Babel changes the object of evaluation. The model does not merely rank strings. It must produce:

  1. one committed analysis rather than multiple alternatives;
  2. an overt tree with visible category structure;
  3. explicit movement events;
  4. a replay sequence showing derivational growth;
  5. Notes that describe the same analysis visible in the tree and replay.

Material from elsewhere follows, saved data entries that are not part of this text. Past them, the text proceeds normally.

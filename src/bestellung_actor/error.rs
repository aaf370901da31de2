//! Error types for the Bestellung actor.

use crate::kunde_actor::KundeError;
use crate::model::{BestellStatus, Violations};
use crate::produktdaten_actor::ProduktdatenError;
use actor_framework::FrameworkError;
use thiserror::Error;

/// Errors that can occur during order operations.
#[derive(Debug, Clone, Error, PartialEq)]
pub enum BestellungError {
    /// The order data provided is invalid.
    #[error("Invalid order: {0}")]
    Validation(Violations),

    /// The requested order was not found.
    #[error("Order not found: {0}")]
    NotFound(String),

    /// The customer specified in the order does not exist.
    #[error("Invalid customer: {0}")]
    KundeNotFound(String),

    /// The order is in a state that doesn't allow the requested transition.
    #[error("Order {id} is {status:?}")]
    IllegalState { id: String, status: BestellStatus },

    /// The order total doesn't fit into the amount type.
    #[error("Order total overflows")]
    Overflow,

    /// Looking up the customer failed.
    #[error(transparent)]
    Kunde(#[from] KundeError),

    /// A stock reservation failed, e.g. insufficient stock or unknown variant.
    #[error(transparent)]
    Produktdaten(#[from] ProduktdatenError),

    #[error("Order {id} was modified concurrently (expected version {expected}, found {actual})")]
    VersionConflict { id: String, expected: u32, actual: u32 },

    /// An error occurred while communicating with the actor system.
    #[error("Actor communication error: {0}")]
    ActorCommunicationError(String),
}

impl From<FrameworkError> for BestellungError {
    fn from(e: FrameworkError) -> Self {
        match e {
            FrameworkError::NotFound(id) => Self::NotFound(id),
            FrameworkError::VersionConflict {
                id,
                expected,
                actual,
            } => Self::VersionConflict {
                id,
                expected,
                actual,
            },
            other => other
                .downcast_entity::<BestellungError>()
                .unwrap_or_else(|e| Self::ActorCommunicationError(e.to_string())),
        }
    }
}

That requirement makes Babel a different kind of benchmark. It tests explicit syntactic commitment rather than latent preference. The question is no longer only “does the model know the dependency?” but also “what tree does it think licenses the dependency, how many movements does it encode, and can it tell the same story in prose?”

2. Materials and Methods

2.1 Batch design

The experiment used the seeded paired sweep in random20_dual_showcase.cjs. The script samples:

The fixed rerun used seed 1773234618245. The resulting report is random20-v1-report.json.

2.2 Sentence set

The paired cases were:

Framework Language Phenomenon Sentence
X-bar Romanian passive A fost inchisa usa de vant.
X-bar English relative clause The editor that Naomi interviewed laughed.
X-bar German yes-no question Hat Maria den Brief gelesen?
X-bar Portuguese wh-question Que pintura comprou Teresa?
X-bar French embedded clause Marie a dit que Paul partirait.
Minimalism Japanese (romanized) simple transitive Naoki-ga keeki-o tabeta.
Minimalism Romanian wh-question Ce profesor a laudat Andrei?
Minimalism Hindi (romanized) yes-no question Kya Anu ne chai banayi?
Minimalism Hungarian focus inversion Melyik konyvet vette meg Anna?
Minimalism English long-distance wh Which article do you think Clara said Mateo published?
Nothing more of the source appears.